I look down at my outfit… I’m in a suit jacket over a button down and skinny jeans.

I take my suit jacket off. Maybe if I walk in confidentially and my button down is tight enough, I won’t get kicked out of the chicken room. 

This situation happens far more often than anyone but gender non-conforming people realise. I’ve always had the deepest respect and sympathy for the trans and non-binary communities because with them I share this. However, I am not trans or non-binary, I’m just a butch lesbian. 

Being a cis butch woman allows me to walk the line between two worlds of gendered norms. And since moving here to New Zealand from Australia in 2013, I have found that New Zealanders have some very fascinating rules around gender. 

It seems no one in New Zealand finds it strange when a bunch of straight couples all go to a party or BBQ together and as soon as they get there break into their respective groups. The women making salads in the kitchen, watching over children, and drinking wine; while the men folk migrate to the backyard to stand by the BBQ, drink beer and talk about one of two approved topics: sports or cars. 

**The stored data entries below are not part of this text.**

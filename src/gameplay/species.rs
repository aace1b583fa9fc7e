//! Static per-species combat attributes, loaded once from a RON table.

use std::collections::HashMap;

use bevy::prelude::*;
use serde::Deserialize;
use thiserror::Error;

use crate::gameplay::attack::AttackKind;
use crate::screens::GameState;

// === Constants ===

/// Species table compiled into the binary.
pub const SPECIES_TABLE: &str = include_str!("../../assets/data/species.ron");

/// Lifetime used when a table entry does not set one.
pub const DEFAULT_ATTACK_LIFETIME: f32 = 0.25;

// === Types ===

/// Which kind of combatant an entity is. Keys the [`SpeciesRegistry`].
#[derive(Component, Debug, Clone, Copy, PartialEq, Eq, Hash, Reflect, Deserialize)]
#[reflect(Component)]
pub enum Species {
    Player,
    Grunt,
    Brute,
    Archer,
    Bat,
    Wisp,
    Mirror,
    Spawner,
}

impl Species {
    pub const ALL: [Self; 8] = [
        Self::Player,
        Self::Grunt,
        Self::Brute,
        Self::Archer,
        Self::Bat,
        Self::Wisp,
        Self::Mirror,
        Self::Spawner,
    ];

    #[must_use]
    pub const fn display_name(self) -> &'static str {
        match self {
            Self::Player => "Player",
            Self::Grunt => "Grunt",
            Self::Brute => "Brute",
            Self::Archer => "Archer",
            Self::Bat => "Bat",
            Self::Wisp => "Wisp",
            Self::Mirror => "Mirror",
            Self::Spawner => "Spawner",
        }
    }
}

/// How a species moves and attacks.
#[derive(Debug, Clone, Copy, PartialEq, Eq, Reflect, Deserialize)]
pub enum CombatStyle {
    GroundMelee,
    GroundRanged,
    FlyingMelee,
    FlyingRanged,
    /// Never moves on its own and never attacks.
    Stationary,
}

impl CombatStyle {
    #[must_use]
    pub const fn is_flying(self) -> bool {
        matches!(self, Self::FlyingMelee | Self::FlyingRanged)
    }

    #[must_use]
    pub const fn is_ranged(self) -> bool {
        matches!(self, Self::GroundRanged | Self::FlyingRanged)
    }

    /// Attack kind produced when a combatant of this style attacks.
    #[must_use]
    pub const fn attack_kind(self) -> Option<AttackKind> {
        match self {
            Self::GroundMelee | Self::FlyingMelee => Some(AttackKind::EnemyMelee),
            Self::GroundRanged | Self::FlyingRanged => Some(AttackKind::EnemyRanged),
            Self::Stationary => None,
        }
    }
}

/// Immutable combat attributes for one species. Distances in pixels.
#[derive(Debug, Clone, Copy, PartialEq, Deserialize)]
pub struct SpeciesProps {
    pub max_health: i32,
    pub horizontal_speed: f32,
    pub vertical_speed: f32,
    pub attack_cooldown: f32,
    pub attack_radius: f32,
    pub damage: i32,
    pub style: CombatStyle,
    #[serde(default)]
    pub projectile_speed: f32,
    #[serde(default = "default_attack_lifetime")]
    pub attack_lifetime: f32,
    pub body_radius: f32,
}

const fn default_attack_lifetime() -> f32 {
    DEFAULT_ATTACK_LIFETIME
}

impl SpeciesProps {
    /// Half-extents of the box the player must be inside to be attacked.
    ///
    /// Ground melee species only swing at targets roughly level with them,
    /// so their box is half the radius wide and a quarter tall.
    #[must_use]
    pub fn attack_range(&self) -> Vec2 {
        match self.style {
            CombatStyle::GroundMelee => {
                Vec2::new(self.attack_radius / 2.0, self.attack_radius / 4.0)
            }
            _ => Vec2::splat(self.attack_radius),
        }
    }

    fn validate(&self, species: Species) -> Result<(), RegistryError> {
        let invalid = |field: &'static str, value: f32| RegistryError::InvalidValue {
            species,
            field,
            value,
        };
        if self.max_health <= 0 {
            #[allow(clippy::cast_precision_loss)]
            return Err(invalid("max_health", self.max_health as f32));
        }
        if self.damage < 0 {
            #[allow(clippy::cast_precision_loss)]
            return Err(invalid("damage", self.damage as f32));
        }
        let non_negative = [
            ("horizontal_speed", self.horizontal_speed),
            ("vertical_speed", self.vertical_speed),
            ("attack_cooldown", self.attack_cooldown),
            ("attack_radius", self.attack_radius),
            ("projectile_speed", self.projectile_speed),
            ("attack_lifetime", self.attack_lifetime),
        ];
        for (field, value) in non_negative {
            if !value.is_finite() || value < 0.0 {
                return Err(invalid(field, value));
            }
        }
        if !self.body_radius.is_finite() || self.body_radius <= 0.0 {
            return Err(invalid("body_radius", self.body_radius));
        }
        Ok(())
    }
}

/// Errors raised while building the species registry.
#[derive(Debug, Error)]
pub enum RegistryError {
    #[error("failed to parse species table: {0}")]
    Parse(#[from] ron::error::SpannedError),
    #[error("species {0:?} is listed more than once")]
    Duplicate(Species),
    #[error("species {species:?} has invalid {field}: {value}")]
    InvalidValue {
        species: Species,
        field: &'static str,
        value: f32,
    },
}

#[derive(Debug, Deserialize)]
struct SpeciesEntry {
    species: Species,
    props: SpeciesProps,
}

// === Resources ===

/// Lookup from species to its static attributes.
///
/// Populated when loading first begins and read-only afterwards. A species with no
/// entry is treated as inert: it never moves and never attacks.
#[derive(Resource, Debug, Default, Clone)]
pub struct SpeciesRegistry {
    props: HashMap<Species, SpeciesProps>,
}

impl SpeciesRegistry {
    /// Parses and validates a RON species table.
    pub fn from_ron(source: &str) -> Result<Self, RegistryError> {
        let entries: Vec<SpeciesEntry> = ron::from_str(source)?;
        let mut props = HashMap::with_capacity(entries.len());
        for entry in entries {
            entry.props.validate(entry.species)?;
            if props.insert(entry.species, entry.props).is_some() {
                return Err(RegistryError::Duplicate(entry.species));
            }
        }
        Ok(Self { props })
    }

    /// Adds or replaces one entry.
    #[must_use]
    pub fn with(mut self, species: Species, props: SpeciesProps) -> Self {
        self.props.insert(species, props);
        self
    }

    #[must_use]
    pub fn get(&self, species: Species) -> Option<&SpeciesProps> {
        self.props.get(&species)
    }

    #[must_use]
    pub fn len(&self) -> usize {
        self.props.len()
    }

    #[must_use]
    pub fn is_empty(&self) -> bool {
        self.props.is_empty()
    }
}

// === Systems ===

fn load_species_registry(mut commands: Commands) {
    match SpeciesRegistry::from_ron(SPECIES_TABLE) {
        Ok(registry) => {
            info!("Loaded {} species definitions", registry.len());
            for species in Species::ALL {
                if registry.get(species).is_none() {
                    warn!(
                        "No definition for {}; it will stay inert",
                        species.display_name()
                    );
                }
            }
            commands.insert_resource(registry);
        }
        Err(err) => {
            error!("Species table rejected: {err}");
            commands.insert_resource(SpeciesRegistry::default());
        }
    }
}

// === Plugin ===

pub(super) fn plugin(app: &mut App) {
    app.register_type::<Species>();
    app.add_systems(
        OnEnter(GameState::Loading),
        load_species_registry.run_if(not(resource_exists::<SpeciesRegistry>)),
    );
}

The absolute confusion when I walk in never fails to amuse me. All over their faces you can plainly see them thinking, “where does Jessie go?”

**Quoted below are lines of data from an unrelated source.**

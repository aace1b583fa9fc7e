//! Gameplay domain plugins: gestures, species, combatants, AI, attacks,
//! contact resolution, spawners and the level that ties them together.

pub mod ai;
pub mod attack;
pub mod collision;
pub mod combatant;
pub mod gesture;
pub mod level;
pub mod spawn;
pub mod species;

use bevy::prelude::*;

/// Pixels per world unit. Offsets and radii in the combat core are written
/// in units and scaled by this.
pub const WORLD_SCALE: f32 = 16.0;

pub fn plugin(app: &mut App) {
    app.add_plugins((
        species::plugin,
        combatant::plugin,
        gesture::plugin,
        ai::plugin,
        attack::plugin,
        collision::plugin,
        spawn::plugin,
        level::plugin,
    ));
}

This has resulted in many an awkward moment when interacting with the straight/cis community. Because, despite being a cis woman and using she/her pronouns, me showing up in drop-crotch pants is sometimes enough to demolish some people’s entire societal foundations. 

Truthfully, I kind of love it! Because, although I do occasionally get kicked out of bars for using the ‘wrong’ bathroom or get misgendered by strangers who still manage to call me ‘Sir’ while staring at my chest, being butch gives me the power of choice. 

I walk into that painfully heteronormative BBQ, grab my glass of pinot gris from the kitchen, actively avoid the children and march out to the boys to call them out on not supporting women’s sport.

Butch, means I get to do what I want – your rules don’t apply to me. And I did that with nothing but: a haircut, a fuck you attitude and a wardrobe exclusively from Hallenstines. 

There are other awesome perks, like men don’t mansplain to me. I don’t get talked over in meetings and I can use all my accidental male privilege to be an ally to my feminine colleagues.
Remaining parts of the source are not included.